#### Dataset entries
/---

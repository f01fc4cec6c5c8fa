use std::fmt;

use serde::{Deserialize, Deserializer, Serialize};

/// Catalog key. Catalog files carry it as either a string or a number.
#[derive(Debug, Clone, PartialEq, Eq, Hash, PartialOrd, Ord, Serialize)]
#[serde(transparent)]
pub struct CourseId(pub String);

impl fmt::Display for CourseId {
    fn fmt(&self, f: &mut fmt::Formatter<'_>) -> fmt::Result {
        f.write_str(&self.0)
    }
}

impl From<&str> for CourseId {
    fn from(value: &str) -> Self {
        Self(value.trim().to_string())
    }
}

impl<'de> Deserialize<'de> for CourseId {
    fn deserialize<D>(deserializer: D) -> Result<Self, D::Error>
    where
        D: Deserializer<'de>,
    {
        #[derive(Deserialize)]
        #[serde(untagged)]
        enum Raw {
            Text(String),
            Integer(u64),
        }

        Ok(match Raw::deserialize(deserializer)? {
            Raw::Text(value) => CourseId::from(value.as_str()),
            Raw::Integer(value) => CourseId(value.to_string()),
        })
    }
}

/// A read-only catalog entry. Field names follow the snake_case catalog files.
#[derive(Debug, Clone, PartialEq, Serialize, Deserialize)]
pub struct Course {
    pub course_id: CourseId,
    pub title: String,
    #[serde(default)]
    pub description: String,
    pub instructor: Instructor,
    /// `Beginner`, `Intermediate` or `Advanced`.
    pub level: String,
    /// `easy`, `medium` or `hard`.
    pub difficulty: String,
    pub department: String,
    #[serde(default)]
    pub tags: Vec<String>,
    #[serde(default)]
    pub learning_style: Vec<String>,
    pub price: Price,
    #[serde(default)]
    pub hours_per_week: f64,
    #[serde(default)]
    pub duration_weeks: u32,
    #[serde(default)]
    pub rating: f64,
    #[serde(default)]
    pub total_ratings: u64,
    #[serde(default = "default_language")]
    pub language: String,
    #[serde(default)]
    pub format: String,
    #[serde(default)]
    pub topics: Vec<String>,
    #[serde(default)]
    pub skills_gained: Vec<String>,
}

#[derive(Debug, Clone, PartialEq, Serialize, Deserialize)]
pub struct Instructor {
    pub name: String,
    #[serde(default)]
    pub rating: f64,
    #[serde(default)]
    pub years_teaching: u32,
}

#[derive(Debug, Clone, PartialEq, Serialize, Deserialize)]
pub struct Price {
    pub amount: f64,
    #[serde(default = "default_currency")]
    pub currency: String,
}

fn default_language() -> String {
    "English".to_string()
}

fn default_currency() -> String {
    "USD".to_string()
}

\---

#### PROBLEM DESCRIPTION
Print the records again in full, exactly as they appear above.

#### OUTPUT
repository f01fc4cec6c5c8fa
use std::fmt;

use serde::{Deserialize, Deserializer, Serialize};

/// Catalog key. Catalog files carry it as either a string or a number.
#[derive(Debug, Clone, PartialEq, Eq, Hash, PartialOrd, Ord, Serialize)]
#[serde(transparent)]
pub struct CourseId(pub String);

impl fmt::Display for CourseId {
    fn fmt(&self, f: &mut fmt::Formatter<'_>) -> fmt::Result {
        f.write_str(&self.0)
    }
}

impl From<&str> for CourseId {
    fn from(value: &str) -> Self {
        Self(value.trim().to_string())
    }
}

impl<'de> Deserialize<'de> for CourseId {
    fn deserialize<D>(deserializer: D) -> Result<Self, D::Error>
    where
        D: Deserializer<'de>,
    {
        #[derive(Deserialize)]
        #[serde(untagged)]
        enum Raw {
            Text(String),
            Integer(u64),
        }

        Ok(match Raw::deserialize(deserializer)? {
            Raw::Text(value) => CourseId::from(value.as_str()),
            Raw::Integer(value) => CourseId(value.to_string()),
        })
    }
}

/// A read-only catalog entry. Field names follow the snake_case catalog files.
#[derive(Debug, Clone, PartialEq, Serialize, Deserialize)]
pub struct Course {
    pub course_id: CourseId,
    pub title: String,
    #[serde(default)]
    pub description: String,
    pub instructor: Instructor,
    /// `Beginner`, `Intermediate` or `Advanced`.
    pub level: String,
    /// `easy`, `medium` or `hard`.
    pub difficulty: String,
    pub department: String,
    #[serde(default)]
    pub tags: Vec<String>,
    #[serde(default)]
    pub learning_style: Vec<String>,
    pub price: Price,
    #[serde(default)]
    pub hours_per_week: f64,
    #[serde(default)]
    pub duration_weeks: u32,
    #[serde(default)]
    pub rating: f64,
    #[serde(default)]
    pub total_ratings: u64,
    #[serde(default = "default_language")]
    pub language: String,
    #[serde(default)]
    pub format: String,
    #[serde(default)]
    pub topics: Vec<String>,
    #[serde(default)]
    pub skills_gained: Vec<String>,
}

#[derive(Debug, Clone, PartialEq, Serialize, Deserialize)]
pub struct Instructor {
    pub name: String,
    #[serde(default)]
    pub rating: f64,
    #[serde(default)]
    pub years_teaching: u32,
}

#[derive(Debug, Clone, PartialEq, Serialize, Deserialize)]
pub struct Price {
    pub amount: f64,
    #[serde(default = "default_currency")]
    pub currency: String,
}

fn default_language() -> String {
    "English".to_string()
}

fn default_currency() -> String {
    "USD".to_string()
}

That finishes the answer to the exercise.